Opinion

A godly gem in Hell’s Kitchen

“The tall building is itself artistically akin to the tall story,” wrote G.K. Chesterton during his visit to New York City. “The very word skyscraper is an admirable example of an American lie.” The enormous Hudson Yards development is another admirable story of sky-high American ambition. But in the shadows of the tall buildings, Father George W. Rutler, pastor of the newly renovated St. Michael’s Church on West 34th Street, reminds New Yorkers a luxury condo in the sky is not equal to a place in heaven.

And he and the church are a blessing to the newly built-up neighborhood as the winner of the 2019 Stanford White Award for Craftsmanship and Artisanship newly announced by the Institute for Classical Art and Architecture.

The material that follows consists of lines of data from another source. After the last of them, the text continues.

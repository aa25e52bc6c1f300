//! Query evaluation shared by the storage backends.
//!
//! A backend enumerates candidate documents (bounded by path where its index
//! allows) and hands them to [`evaluate`]. Everything else is identical
//! across backends and lives here: expiry, the history fold, the selector
//! predicate, ordering and truncation.

use std::collections::{btree_map, BTreeMap, BTreeSet};

use crate::{
    document::{cmp_history_order, Document},
    keys::AuthorId,
    query::{truncate_by_bytes, History, Query},
};

/// Run the full query pipeline over `docs`.
///
/// Pipeline: drop expired, fold to the latest version per path (unless the
/// query asks for full history), apply the selector predicate, sort in
/// history order, then apply cursor, `limit` and `limit_bytes`.
pub(crate) fn evaluate(docs: impl IntoIterator<Item = Document>, query: &Query, now: u64) -> Vec<Document> {
    let clean = query.clone().clean_up();
    if clean.matches_nothing {
        return Vec::new();
    }
    let query = clean.query;

    let live = docs.into_iter().filter(|doc| !doc.is_expired(now));
    let mut docs: Vec<Document> = match query.history {
        Some(History::All) => live.collect(),
        _ => fold_latest(live),
    };

    docs.retain(|doc| query.matches(doc));
    docs.sort_by(cmp_history_order);

    if let Some(cursor) = &query.continue_after {
        docs.retain(|doc| cursor.precedes(doc));
    }
    if let Some(limit) = query.limit {
        docs.truncate(limit as usize);
    }
    if let Some(limit_bytes) = query.limit_bytes {
        truncate_by_bytes(&mut docs, limit_bytes);
    }
    docs
}

/// The paths variant: unique ascending paths of the matching documents.
///
/// `limit` counts paths; `limit_bytes` and the cursor do not apply.
pub(crate) fn evaluate_paths(
    docs: impl IntoIterator<Item = Document>,
    query: &Query,
    now: u64,
) -> Vec<String> {
    let mut unlimited = query.clone();
    unlimited.limit = None;
    unlimited.limit_bytes = None;
    unlimited.continue_after = None;

    let mut paths: Vec<String> = evaluate(docs, &unlimited, now)
        .into_iter()
        .map(|doc| doc.path)
        .collect();
    paths.sort();
    paths.dedup();
    if let Some(limit) = query.limit {
        paths.truncate(limit as usize);
    }
    paths
}

/// Sorted unique authors over the live documents.
pub(crate) fn collect_authors(docs: impl IntoIterator<Item = Document>, now: u64) -> Vec<AuthorId> {
    let authors: BTreeSet<AuthorId> = docs
        .into_iter()
        .filter(|doc| !doc.is_expired(now))
        .map(|doc| doc.author)
        .collect();
    authors.into_iter().collect()
}

/// Keep only the `(timestamp, signature)`-maximum document per path.
fn fold_latest(docs: impl Iterator<Item = Document>) -> Vec<Document> {
    let mut latest: BTreeMap<String, Document> = BTreeMap::new();
    for doc in docs {
        match latest.entry(doc.path.clone()) {
            btree_map::Entry::Vacant(entry) => {
                entry.insert(doc);
            }
            btree_map::Entry::Occupied(mut entry) => {
                if doc.supersedes(entry.get()) {
                    entry.insert(doc);
                }
            }
        }
    }
    latest.into_values().collect()
}
//! On-disk storage backend.
//!
//! A single [`redb`] database per workspace: one table of documents with the
//! `(path, author)` primary key, one table of workspace-local config values.

use std::{
    ops::Bound,
    path::{Path, PathBuf},
};

use anyhow::{bail, Context, Result};
use redb::{Database, ReadableTable, TableDefinition};
use tracing::debug;

use crate::{
    document::Document,
    driver::{util, Driver},
    keys::{AuthorId, WorkspaceId},
    query::Query,
    store::system_time_now,
};

/// Document records, keyed by `(path, author)` and kept sorted by redb.
/// Values are postcard-encoded [`Document`]s.
const DOCS_TABLE: TableDefinition<(&str, &[u8; 32]), &[u8]> = TableDefinition::new("docs-v1");

/// Workspace-local config values.
const CONFIG_TABLE: TableDefinition<&str, &str> = TableDefinition::new("config-v1");

const SCHEMA_VERSION_KEY: &str = "schemaVersion";
const SCHEMA_VERSION: &str = "1";

/// Stores the documents of one workspace in a single file on disk.
///
/// Two drivers over the same file are undefined behavior; redb's file lock
/// will refuse the second open.
#[derive(Debug)]
pub struct FsDriver {
    path: PathBuf,
    db: Option<Database>,
}

impl FsDriver {
    /// Create a driver for the database file at `path`.
    ///
    /// The file is created or opened by [`Driver::begin`], not here.
    pub fn new(path: impl AsRef<Path>) -> Self {
        FsDriver {
            path: path.as_ref().to_path_buf(),
            db: None,
        }
    }

    fn db(&self) -> Result<&Database> {
        self.db.as_ref().context("driver not started")
    }

    /// Candidate documents for `query`, bounded by the primary key where the
    /// query pins a path or path prefix.
    fn candidates(&self, query: &Query) -> Result<Vec<Document>> {
        let tx = self.db()?.begin_read()?;
        let table = tx.open_table(DOCS_TABLE)?;
        let author_min = [u8::MIN; 32];
        let author_max = [u8::MAX; 32];

        let mut docs = Vec::new();
        if let Some(path) = &query.path {
            let start = (path.as_str(), &author_min);
            let end = (path.as_str(), &author_max);
            for item in table.range(start..=end)? {
                let (_key, value) = item?;
                docs.push(decode(value.value())?);
            }
        } else if let Some(prefix) = &query.path_prefix {
            let start = (prefix.as_str(), &author_min);
            for item in table.range(start..)? {
                let (key, value) = item?;
                if !key.value().0.starts_with(prefix.as_str()) {
                    break;
                }
                docs.push(decode(value.value())?);
            }
        } else {
            for item in table.iter()? {
                let (_key, value) = item?;
                docs.push(decode(value.value())?);
            }
        }
        Ok(docs)
    }
}

fn decode(bytes: &[u8]) -> Result<Document> {
    Ok(postcard::from_bytes(bytes)?)
}

impl Driver for FsDriver {
    fn begin(&mut self, workspace: &WorkspaceId) -> Result<()> {
        if self.db.is_some() {
            return Ok(());
        }
        let db = Database::create(&self.path)
            .with_context(|| format!("failed to open database at {}", self.path.display()))?;

        let tx = db.begin_write()?;
        {
            let _ = tx.open_table(DOCS_TABLE)?;
            let mut config = tx.open_table(CONFIG_TABLE)?;
            let existing = config.get(SCHEMA_VERSION_KEY)?.map(|v| v.value().to_string());
            match existing {
                None => {
                    config.insert(SCHEMA_VERSION_KEY, SCHEMA_VERSION)?;
                }
                Some(version) if version == SCHEMA_VERSION => {}
                Some(version) => {
                    bail!(
                        "refusing to open {}: unknown schema version {version:?}",
                        self.path.display()
                    );
                }
            }
        }
        tx.commit()?;
        self.db = Some(db);

        let removed = self.remove_expired_documents(system_time_now())?;
        debug!(
            workspace = %workspace.fmt_short(),
            path = %self.path.display(),
            removed, "opened document database"
        );
        Ok(())
    }

    fn authors(&mut self, now: u64) -> Result<Vec<AuthorId>> {
        let docs = self.candidates(&Query::all())?;
        Ok(util::collect_authors(docs, now))
    }

    fn query_paths(&mut self, query: &Query, now: u64) -> Result<Vec<String>> {
        let docs = self.candidates(query)?;
        Ok(util::evaluate_paths(docs, query, now))
    }

    fn query_documents(&mut self, query: &Query, now: u64) -> Result<Vec<Document>> {
        let docs = self.candidates(query)?;
        Ok(util::evaluate(docs, query, now))
    }

    fn upsert_document(&mut self, doc: Document) -> Result<()> {
        let tx = self.db()?.begin_write()?;
        {
            let mut table = tx.open_table(DOCS_TABLE)?;
            let value = postcard::to_stdvec(&doc)?;
            table.insert((doc.path.as_str(), doc.author.as_bytes()), value.as_slice())?;
        }
        tx.commit()?;
        Ok(())
    }

    fn remove_expired_documents(&mut self, now: u64) -> Result<usize> {
        let tx = self.db()?.begin_write()?;
        let mut removed = 0;
        {
            let mut table = tx.open_table(DOCS_TABLE)?;
            let bounds: (Bound<(&str, &[u8; 32])>, Bound<(&str, &[u8; 32])>) =
                (Bound::Unbounded, Bound::Unbounded);
            let extract = table.extract_from_if(bounds, |_key, value| {
                postcard::from_bytes::<Document>(value)
                    .map(|doc| doc.is_expired(now))
                    .unwrap_or(false)
            })?;
            for item in extract {
                item?;
                removed += 1;
            }
        }
        tx.commit()?;
        Ok(removed)
    }

    fn forget_documents(&mut self, query: &Query, now: u64) -> Result<usize> {
        let victims = util::evaluate(self.candidates(query)?, query, now);
        let tx = self.db()?.begin_write()?;
        {
            let mut table = tx.open_table(DOCS_TABLE)?;
            for doc in &victims {
                table.remove((doc.path.as_str(), doc.author.as_bytes()))?;
            }
        }
        tx.commit()?;
        Ok(victims.len())
    }

    fn set_config(&mut self, key: &str, value: &str) -> Result<()> {
        let tx = self.db()?.begin_write()?;
        {
            let mut table = tx.open_table(CONFIG_TABLE)?;
            table.insert(key, value)?;
        }
        tx.commit()?;
        Ok(())
    }

    fn get_config(&mut self, key: &str) -> Result<Option<String>> {
        let tx = self.db()?.begin_read()?;
        let table = tx.open_table(CONFIG_TABLE)?;
        Ok(table.get(key)?.map(|guard| guard.value().to_string()))
    }

    fn delete_config(&mut self, key: &str) -> Result<bool> {
        let tx = self.db()?.begin_write()?;
        let existed;
        {
            let mut table = tx.open_table(CONFIG_TABLE)?;
            existed = table.remove(key)?.is_some();
        }
        tx.commit()?;
        Ok(existed)
    }

    fn delete_all_config(&mut self) -> Result<()> {
        let tx = self.db()?.begin_write()?;
        {
            let mut table = tx.open_table(CONFIG_TABLE)?;
            table.retain(|_key, _value| false)?;
        }
        tx.commit()?;
        Ok(())
    }

    fn close(&mut self, delete: bool) -> Result<()> {
        drop(self.db.take());
        if delete && self.path.exists() {
            std::fs::remove_file(&self.path)
                .with_context(|| format!("failed to delete {}", self.path.display()))?;
        }
        Ok(())
    }
}
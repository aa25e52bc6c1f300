//! Per-workspace document store for a peer-to-peer, eventually-consistent
//! sync system.
//!
//! A workspace holds signed [`Document`]s authored by keypair-identified
//! [`Author`]s. The [`Store`] accepts locally authored documents through
//! [`Store::set`] and remotely received ones through
//! [`Store::ingest_document`], merging last-write-wins per `(path, author)`
//! slot with a deterministic `(timestamp, signature)` tiebreak: every peer
//! that ingests the same set of signed documents converges to the same
//! observable state, regardless of arrival order.
//!
//! Storage is pluggable through the [`driver::Driver`] trait; the crate ships
//! an [in-memory backend](driver::memory::MemoryDriver) and an
//! [on-disk backend](driver::fs::FsDriver) built on [`redb`]. Document
//! well-formedness and signing are delegated to [`Validator`]s, dispatched on
//! each document's format identifier. Queries are sparse selector records
//! ([`Query`]) with latest-per-path folding, deterministic ordering and
//! byte-bounded truncation. An asynchronous facade over the whole surface
//! lives in [`actor`].
#![deny(missing_docs, rustdoc::broken_intra_doc_links)]

pub mod actor;
mod document;
pub mod driver;
mod keys;
mod query;
mod store;
mod validator;

pub use self::document::*;
pub use self::driver::Driver;
pub use self::keys::{Author, AuthorId, WorkspaceId, WorkspaceSecret};
pub use self::query::*;
pub use self::store::*;
pub use self::validator::*;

St. Michael’s is familiar with mega projects. In 1907, the church was relocated to accommodate the construction of the North River Tunnel and Pennsylvania Station. On Easter Sunday this year, Fr. Rutler dedicated a new red oak baldachin as “part of an ongoing project to furnish our church with art and craftsmanship representative of the unsurpassed aesthetic patrimony of Catholicism.”

Inspired by Fr. Rutler’s memories of Oxford University’s Pusey House and designed by local architectural designer Patrick Alles, the carpentry was completed by Mike Cangelosi’s team at JMP Wood and painted by John Ragnatelli and his folks at Architectural Finishers, both in Brooklyn. Parishioner Robert Weiss, a Manhattan flooring contractor, installed the marble floor and steps around the central altar.

The project’s total budget was less than a single day’s expenses for the $25 billion development project nearby.

As Fr. Rutler watches the construction of towers around his parish, he solemnly remembers the day of destruction when tremendous evil brought down the Twin Towers.

After the first plane struck, he ran downtown and gave general absolution to the firemen lining up to go into the first tower.

“They were going into a battlefield,” Fr. Rutler recalls. “One always has these mental images of the firemen going up these staircases and the people coming down.”

For his help at the World Trade Center on Sept. 11, 2001, he was honored by the City Council and made an honorary firefighter.

So that the many domestic and international visitors to the church do not mistakenly believe that this evil has vanished from the earth, last year Fr. Rutler dedicated the world’s first Shrine to Our Lady of Aradin for the prayer intentions of persecuted Christians, especially in territory controlled by ISIS.

The icon depicts the Virgin Mary in the traditional dress of an Iraqi bride. The border is the text of the “Our Father” written in Aramaic, the spoken language of Jesus, which is still spoken in Qaraqosh, the home of the icon’s Iraqi Christian artist Mouthana Butres. In 2015, Butres and his family were driven from their home, along with all the Christians of Qaraqosh.

By the time US forces expelled ISIS militants from the area, over 12,000 Christian houses and over 300 churches had been destroyed or damaged.

At St. Michael’s, Fr. Rutler continues his long-running collaboration with New York artist Ken Woo, which began at his previous parish, the Church of Our Saviour at Park Avenue and 38th Street. There Woo completed a series of icons crowned by a 28-foot-high Christ Pantocrator, which rivals John Lafarge’s “Ascension” mural for finest in the city.

For St. Michael’s, Woo crafted large icons of Moses and Elijah bracketing the sanctuary wall under the apse, which was painted a vivid blue and gold by Emily Sottile and her team at EverGreene Architectural Arts.

Woo, who was born in Shanghai and trained in Italy, also contributed the gilt altar frontispiece under the baldachin.

To complete the baldachin, Fr. Rutler commissioned New York artist Christopher Alles to design the angels guarding the four corners of the canopy.

Alles also created the handsome bronze statue of the newly canonized St. John Henry Newman displayed opposite the long line waiting for the confessional.

Newman’s definition of a perfect gentleman is a fitting description of Fr. George W. Rutler and a model for any pastor in Hell’s Kitchen: “Tender toward the bashful, gentle toward the distant and merciful toward the absurd.”

Stephen Schmalhofer is a writer living in Greenwich, Connecticut.